(Material for this exercise):
:::

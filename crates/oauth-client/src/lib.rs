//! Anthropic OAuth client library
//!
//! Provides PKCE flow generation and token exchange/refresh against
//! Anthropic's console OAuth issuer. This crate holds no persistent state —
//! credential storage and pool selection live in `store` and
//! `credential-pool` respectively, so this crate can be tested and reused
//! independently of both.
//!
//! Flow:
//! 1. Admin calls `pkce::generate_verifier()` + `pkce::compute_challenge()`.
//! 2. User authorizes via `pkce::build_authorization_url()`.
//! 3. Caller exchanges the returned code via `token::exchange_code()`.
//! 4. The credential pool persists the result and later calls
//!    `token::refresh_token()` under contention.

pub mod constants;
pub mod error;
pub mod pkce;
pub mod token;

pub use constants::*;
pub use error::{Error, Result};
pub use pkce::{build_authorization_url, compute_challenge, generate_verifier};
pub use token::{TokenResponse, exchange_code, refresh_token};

:::

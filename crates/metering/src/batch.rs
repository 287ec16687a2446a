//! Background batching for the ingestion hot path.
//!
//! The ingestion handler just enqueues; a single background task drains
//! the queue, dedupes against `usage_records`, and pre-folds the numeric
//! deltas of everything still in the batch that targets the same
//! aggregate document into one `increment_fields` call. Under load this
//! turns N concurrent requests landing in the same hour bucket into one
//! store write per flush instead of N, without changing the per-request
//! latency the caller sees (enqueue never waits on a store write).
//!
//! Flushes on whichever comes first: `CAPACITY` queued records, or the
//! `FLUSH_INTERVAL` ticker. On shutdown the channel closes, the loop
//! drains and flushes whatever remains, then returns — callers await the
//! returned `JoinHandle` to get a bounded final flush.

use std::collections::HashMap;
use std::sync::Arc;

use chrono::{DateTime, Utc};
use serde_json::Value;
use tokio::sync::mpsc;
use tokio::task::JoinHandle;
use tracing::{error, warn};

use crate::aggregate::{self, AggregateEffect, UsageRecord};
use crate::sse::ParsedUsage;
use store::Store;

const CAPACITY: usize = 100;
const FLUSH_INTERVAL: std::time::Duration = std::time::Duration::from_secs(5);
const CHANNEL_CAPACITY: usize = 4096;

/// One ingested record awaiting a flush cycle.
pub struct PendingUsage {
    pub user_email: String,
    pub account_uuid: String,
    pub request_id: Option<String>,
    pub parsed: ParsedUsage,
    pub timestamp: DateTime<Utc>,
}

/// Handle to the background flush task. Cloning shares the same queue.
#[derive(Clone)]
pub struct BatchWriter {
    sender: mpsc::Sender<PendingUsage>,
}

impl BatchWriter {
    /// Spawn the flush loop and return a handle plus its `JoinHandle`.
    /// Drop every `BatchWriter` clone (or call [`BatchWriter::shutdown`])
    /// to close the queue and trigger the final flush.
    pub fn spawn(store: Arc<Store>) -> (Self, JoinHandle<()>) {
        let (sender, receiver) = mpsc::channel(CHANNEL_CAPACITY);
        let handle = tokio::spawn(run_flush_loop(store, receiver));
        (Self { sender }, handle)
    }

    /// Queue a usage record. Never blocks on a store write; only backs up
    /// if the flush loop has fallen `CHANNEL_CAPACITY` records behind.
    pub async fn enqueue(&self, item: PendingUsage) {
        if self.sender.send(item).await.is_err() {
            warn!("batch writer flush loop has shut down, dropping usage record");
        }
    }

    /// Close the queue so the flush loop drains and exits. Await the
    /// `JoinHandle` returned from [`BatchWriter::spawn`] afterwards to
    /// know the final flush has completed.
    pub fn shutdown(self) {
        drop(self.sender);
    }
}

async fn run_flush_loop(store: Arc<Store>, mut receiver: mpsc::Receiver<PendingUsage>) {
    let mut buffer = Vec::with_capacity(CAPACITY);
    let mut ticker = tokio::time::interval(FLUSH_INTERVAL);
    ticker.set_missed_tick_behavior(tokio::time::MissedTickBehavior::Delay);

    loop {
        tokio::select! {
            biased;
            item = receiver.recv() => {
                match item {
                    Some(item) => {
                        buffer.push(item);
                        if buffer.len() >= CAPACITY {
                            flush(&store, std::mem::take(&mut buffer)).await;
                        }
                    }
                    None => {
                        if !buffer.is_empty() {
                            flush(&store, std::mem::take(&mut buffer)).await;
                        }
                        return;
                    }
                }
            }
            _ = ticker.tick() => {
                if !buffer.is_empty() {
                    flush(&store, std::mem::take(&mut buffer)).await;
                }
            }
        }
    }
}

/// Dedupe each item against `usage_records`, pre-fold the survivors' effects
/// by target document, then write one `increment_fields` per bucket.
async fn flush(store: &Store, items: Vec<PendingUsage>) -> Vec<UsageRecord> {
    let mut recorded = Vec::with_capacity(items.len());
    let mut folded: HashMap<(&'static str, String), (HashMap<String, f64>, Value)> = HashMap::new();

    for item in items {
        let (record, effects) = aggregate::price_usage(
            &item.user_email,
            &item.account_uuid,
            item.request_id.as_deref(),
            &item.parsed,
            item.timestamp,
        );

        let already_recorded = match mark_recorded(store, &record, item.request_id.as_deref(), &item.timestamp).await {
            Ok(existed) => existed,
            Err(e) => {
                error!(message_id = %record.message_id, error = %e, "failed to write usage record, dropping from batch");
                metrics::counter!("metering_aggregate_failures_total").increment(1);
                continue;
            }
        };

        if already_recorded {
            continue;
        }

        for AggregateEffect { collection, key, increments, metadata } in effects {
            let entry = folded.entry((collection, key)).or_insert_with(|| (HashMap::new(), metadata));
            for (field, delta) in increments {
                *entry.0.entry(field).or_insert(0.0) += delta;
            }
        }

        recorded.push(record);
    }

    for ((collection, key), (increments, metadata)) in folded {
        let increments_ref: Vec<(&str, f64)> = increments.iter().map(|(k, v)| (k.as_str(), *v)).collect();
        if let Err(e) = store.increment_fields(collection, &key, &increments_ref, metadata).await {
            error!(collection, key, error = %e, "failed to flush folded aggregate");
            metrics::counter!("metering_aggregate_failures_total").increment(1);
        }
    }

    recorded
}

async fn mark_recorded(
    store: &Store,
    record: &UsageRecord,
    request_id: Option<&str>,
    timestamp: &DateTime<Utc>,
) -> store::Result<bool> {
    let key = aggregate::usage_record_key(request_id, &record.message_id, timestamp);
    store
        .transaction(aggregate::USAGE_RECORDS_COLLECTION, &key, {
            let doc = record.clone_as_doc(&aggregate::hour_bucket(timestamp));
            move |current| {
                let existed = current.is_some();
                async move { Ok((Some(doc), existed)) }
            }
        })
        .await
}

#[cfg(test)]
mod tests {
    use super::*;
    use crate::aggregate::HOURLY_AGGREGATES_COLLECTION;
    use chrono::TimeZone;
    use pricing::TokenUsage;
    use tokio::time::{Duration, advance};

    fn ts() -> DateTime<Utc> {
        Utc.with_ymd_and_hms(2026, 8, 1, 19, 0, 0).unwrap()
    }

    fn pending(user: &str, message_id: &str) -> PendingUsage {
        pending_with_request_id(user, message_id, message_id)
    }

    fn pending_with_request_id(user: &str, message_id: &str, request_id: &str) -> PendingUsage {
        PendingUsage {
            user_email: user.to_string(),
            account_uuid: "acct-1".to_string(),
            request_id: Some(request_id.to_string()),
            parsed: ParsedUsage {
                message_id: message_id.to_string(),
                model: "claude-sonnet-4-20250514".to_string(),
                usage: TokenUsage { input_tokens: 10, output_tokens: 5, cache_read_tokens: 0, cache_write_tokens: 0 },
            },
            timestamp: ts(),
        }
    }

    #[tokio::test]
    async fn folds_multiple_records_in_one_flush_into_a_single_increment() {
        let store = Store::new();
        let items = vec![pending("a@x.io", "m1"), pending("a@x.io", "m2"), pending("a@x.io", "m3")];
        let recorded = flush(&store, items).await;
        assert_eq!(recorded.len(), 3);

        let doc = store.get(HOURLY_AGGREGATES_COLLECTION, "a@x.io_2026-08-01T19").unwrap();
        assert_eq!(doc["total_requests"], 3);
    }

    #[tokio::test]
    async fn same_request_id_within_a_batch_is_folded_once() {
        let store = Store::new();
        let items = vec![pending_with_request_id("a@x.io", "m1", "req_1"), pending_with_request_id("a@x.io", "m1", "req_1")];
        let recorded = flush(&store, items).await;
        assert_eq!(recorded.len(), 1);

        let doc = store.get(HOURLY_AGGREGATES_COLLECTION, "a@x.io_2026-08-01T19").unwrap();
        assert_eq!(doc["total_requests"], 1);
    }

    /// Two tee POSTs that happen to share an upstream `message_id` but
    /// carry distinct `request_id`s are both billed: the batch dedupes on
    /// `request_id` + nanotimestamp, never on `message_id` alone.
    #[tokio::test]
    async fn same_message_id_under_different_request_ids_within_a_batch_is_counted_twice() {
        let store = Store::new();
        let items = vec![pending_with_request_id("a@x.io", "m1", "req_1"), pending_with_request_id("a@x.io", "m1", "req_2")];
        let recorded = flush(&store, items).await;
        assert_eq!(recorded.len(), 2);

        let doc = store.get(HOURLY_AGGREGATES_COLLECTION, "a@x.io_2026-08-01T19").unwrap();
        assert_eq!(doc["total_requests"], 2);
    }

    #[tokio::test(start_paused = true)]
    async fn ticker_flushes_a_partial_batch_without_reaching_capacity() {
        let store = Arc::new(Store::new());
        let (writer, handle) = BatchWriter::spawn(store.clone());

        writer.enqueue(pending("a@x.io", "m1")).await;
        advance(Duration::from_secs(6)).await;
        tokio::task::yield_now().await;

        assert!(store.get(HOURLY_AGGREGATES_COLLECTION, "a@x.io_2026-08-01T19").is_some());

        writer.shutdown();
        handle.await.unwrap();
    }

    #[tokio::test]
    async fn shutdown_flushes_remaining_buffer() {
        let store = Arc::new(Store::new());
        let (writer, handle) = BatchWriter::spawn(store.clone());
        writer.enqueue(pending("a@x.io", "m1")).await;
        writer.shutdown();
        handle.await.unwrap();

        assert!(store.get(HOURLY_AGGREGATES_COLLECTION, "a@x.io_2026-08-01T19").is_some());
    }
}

:::

(Task goal): Begin with the line above that has "the final flush." and continue through the line that has "let handle = tokio::spawn(run_flush_loop(store, receiver));", setting each one down exactly. Stop there.

(Response below):
    /// to close the queue and trigger the final flush.
    pub fn spawn(store: Arc<Store>) -> (Self, JoinHandle<()>) {
        let (sender, receiver) = mpsc::channel(CHANNEL_CAPACITY);
        let handle = tokio::spawn(run_flush_loop(store, receiver));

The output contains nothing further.